This week’s dream
Vieques after the storms
Slowly but surely, Vieques is coming back to life, said Jan Benzel in The New York Times. Six months after hurricanes Irma and Maria battered this “lush, wild” island east of mainland Puerto Rico, power remains spotty, dependent mostly on generators. But the recovery effort is in full swing, and loyal travelers are returning to a rustic paradise even cheaper and less crowded than before. Vieques (pop. 9,000) has never been a fancy, “umbrella-drink-served-poolside” kind of Caribbean island. “Wild horses roam so freely that drivers have to wait for them to amble off the roads. And then there are the island’s jewels: palm-fringed, soft-sand beaches, stretches of which you may well have all to yourself.”

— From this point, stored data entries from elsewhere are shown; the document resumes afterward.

/* SPDX-FileCopyrightText: © 2025 Decompollaborate */
/* SPDX-License-Identifier: MIT */

use core::{error, fmt};

#[derive(Debug, Clone, Copy, Hash, PartialEq, Eq, PartialOrd, Ord)]
#[non_exhaustive]
pub enum RomReaderErrorKind {
    Empty,
    NotPowerOfTwo { size: usize },
}

#[derive(Debug, Clone, Copy, Hash, PartialEq, Eq, PartialOrd, Ord)]
#[non_exhaustive]
pub struct RomReaderError {
    kind: RomReaderErrorKind,
}

impl RomReaderError {
    pub(crate) const fn new_empty() -> Self {
        Self {
            kind: RomReaderErrorKind::Empty,
        }
    }

    pub(crate) const fn new_not_power_of_two(size: usize) -> Self {
        Self {
            kind: RomReaderErrorKind::NotPowerOfTwo { size },
        }
    }

    pub const fn kind(&self) -> RomReaderErrorKind {
        self.kind
    }
}

impl fmt::Display for RomReaderError {
    fn fmt(&self, f: &mut fmt::Formatter<'_>) -> fmt::Result {
        match self.kind {
            RomReaderErrorKind::Empty => write!(f, "ROM is empty"),
            RomReaderErrorKind::NotPowerOfTwo { size } => write!(
                f,
                "ROM size must be power-of-two for mirrored V810 addressing (got 0x{:X} bytes)",
                size
            ),
        }
    }
}
impl error::Error for RomReaderError {}
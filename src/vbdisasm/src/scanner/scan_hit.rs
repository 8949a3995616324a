/* SPDX-FileCopyrightText: © 2025 Decompollaborate */
/* SPDX-License-Identifier: MIT */

use alloc::string::String;
use core::fmt;

use crate::{
    instr::{Gpr, Mnemonic},
    vip::AddressClassification,
};

/// The register holding the value being stored, and its value if it is known.
#[derive(Debug, Clone, Copy, Hash, PartialEq, Eq)]
pub struct SourceOperand {
    reg: Gpr,
    value: Option<u32>,
}

impl SourceOperand {
    pub const fn new(reg: Gpr, value: Option<u32>) -> Self {
        Self { reg, value }
    }

    pub const fn reg(&self) -> Gpr {
        self.reg
    }
    pub const fn value(&self) -> Option<u32> {
        self.value
    }
}

impl fmt::Display for SourceOperand {
    fn fmt(&self, f: &mut fmt::Formatter<'_>) -> fmt::Result {
        match self.value {
            Some(value) => write!(f, " src={}(0x{:08X})", self.reg, value),
            None => write!(f, " src={}", self.reg),
        }
    }
}

#[derive(Debug, Clone, Copy, Hash, PartialEq, Eq)]
pub enum ScanHitKind {
    /// A halfword lane of the write lands in the VIP.
    Resolved {
        address: u32,
        classification: AddressClassification,
    },
    /// The effective address is known but none of the touched lanes passed the filters.
    NoVipTarget { raw_address: u32 },
    /// The base register value couldn't be determined.
    UnknownBase { base: Gpr },
}

/// A candidate VIP write site found by the scanner.
///
/// The `Display` implementation produces the scanner's line oriented output:
///
/// ```text
/// 07000010: st.h r7, 72[r6]                ; addr=0x0005E048 VIP Register SPT0 src=r7(0x000003FF)
/// 07000020: st.w r5, 0[r9]                 ; base r9 unknown
/// ```
#[derive(Debug, Clone, Hash, PartialEq, Eq)]
pub struct ScanHit {
    pc: u32,
    mnemonic: Mnemonic,
    text: String,
    kind: ScanHitKind,
    src: Option<SourceOperand>,
}

impl ScanHit {
    pub(crate) const fn new(
        pc: u32,
        mnemonic: Mnemonic,
        text: String,
        kind: ScanHitKind,
        src: Option<SourceOperand>,
    ) -> Self {
        Self {
            pc,
            mnemonic,
            text,
            kind,
            src,
        }
    }

    pub const fn pc(&self) -> u32 {
        self.pc
    }
    pub const fn mnemonic(&self) -> Mnemonic {
        self.mnemonic
    }
    /// The disassembled instruction.
    pub fn text(&self) -> &str {
        &self.text
    }
    pub const fn kind(&self) -> &ScanHitKind {
        &self.kind
    }
    pub const fn src(&self) -> Option<SourceOperand> {
        self.src
    }

    pub const fn classification(&self) -> Option<AddressClassification> {
        match self.kind {
            ScanHitKind::Resolved { classification, .. } => Some(classification),
            _ => None,
        }
    }
}

impl fmt::Display for ScanHit {
    fn fmt(&self, f: &mut fmt::Formatter<'_>) -> fmt::Result {
        write!(f, "{:08X}: {:<30} ; ", self.pc, self.text)?;

        match self.kind {
            ScanHitKind::Resolved {
                address,
                classification,
            } => write!(f, "addr=0x{:08X} {}", address, classification)?,
            ScanHitKind::NoVipTarget { raw_address } => write!(
                f,
                "addr(raw)=0x{:08X} no VIP target after alignment",
                raw_address
            )?,
            ScanHitKind::UnknownBase { base } => return write!(f, "base {} unknown", base),
        }

        if let Some(src) = &self.src {
            write!(f, "{}", src)?;
        }
        Ok(())
    }
}
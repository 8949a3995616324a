/* SPDX-FileCopyrightText: © 2025 Decompollaborate */
/* SPDX-License-Identifier: MIT */

mod address_classification;
mod record_fields;
mod vip_register;

pub use address_classification::{classify_address, AddressClassification};
pub use record_fields::{ObjField, WorldField, OAM_STRIDE, WORLD_STRIDE};
pub use vip_register::VipRegister;
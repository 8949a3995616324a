/* SPDX-FileCopyrightText: © 2025 Decompollaborate */
/* SPDX-License-Identifier: MIT */

use core::iter::FusedIterator;

use crate::instr::{decode_instruction, DecodedInstruction};

use super::RomReader;

/// Linear decode over a ROM, one instruction after the other in increasing address order.
///
/// Created by [`RomReader::instructions`].
#[derive(Debug, Clone)]
pub struct Instructions<'a> {
    reader: RomReader<'a>,
    pc: u32,
    remaining: usize,
}

impl<'a> Instructions<'a> {
    pub(crate) const fn new(reader: RomReader<'a>, start_pc: u32, count: usize) -> Self {
        Self {
            reader,
            pc: start_pc,
            remaining: count,
        }
    }

    /// Address of the next instruction to be decoded.
    pub const fn pc(&self) -> u32 {
        self.pc
    }
}

impl Iterator for Instructions<'_> {
    type Item = DecodedInstruction;

    fn next(&mut self) -> Option<Self::Item> {
        if self.remaining == 0 {
            return None;
        }
        self.remaining -= 1;

        let instr = decode_instruction(&self.reader, self.pc);
        self.pc = self.pc.wrapping_add(instr.byte_len());
        Some(instr)
    }

    fn size_hint(&self) -> (usize, Option<usize>) {
        (self.remaining, Some(self.remaining))
    }
}

impl ExactSizeIterator for Instructions<'_> {}
impl FusedIterator for Instructions<'_> {}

When I visited more than a month ago, damage was still visible in the town of Esperanza, “but the mood remained lively.” After sunset, construction workers, vacationers, visiting doctors, and dreadlocked Viequenses all gathered at a spirited local bar. As the chef worked a mesquite grill, diners flowed from table to table—“as if they were at a party.” I wound up talking to Mark Martin-Bras, a biologist who’s working to preserve Vieques’ Bioluminescent Bay, a natural marvel that draws sightseers from around the world. He was optimistic: “Now that we have the essentials covered—there’s food in the supermarkets, beer in the bars, music in the streets,” he said, “we have a chance to create tourism that’s more community-oriented, more nature-oriented.”
Another day, a guide and I roamed the island in a van, exploring the National Wildlife Refuge created in an area once used for bombing practice by the U.S. Navy. “Now, beachgoers can poke along dirt roads until they find gentle waters in coves, waves breaking on rocky cliffs and caves, palm-shaded sand, or prime sunset watching.” In Isabel Segunda, the island’s other town, people barely shrugged when the generator quit and applauded when it came back on. The use of solar energy is meanwhile spreading fast, and when I called around just a couple weeks after leaving, I learned that two more restaurants had reopened in Esperanza and were feeding full houses. “Good news travels fast on an island that depends on it.”
At Hacienda Tamarindo (haciendatamarindo.com), doubles start at $178 through April 19.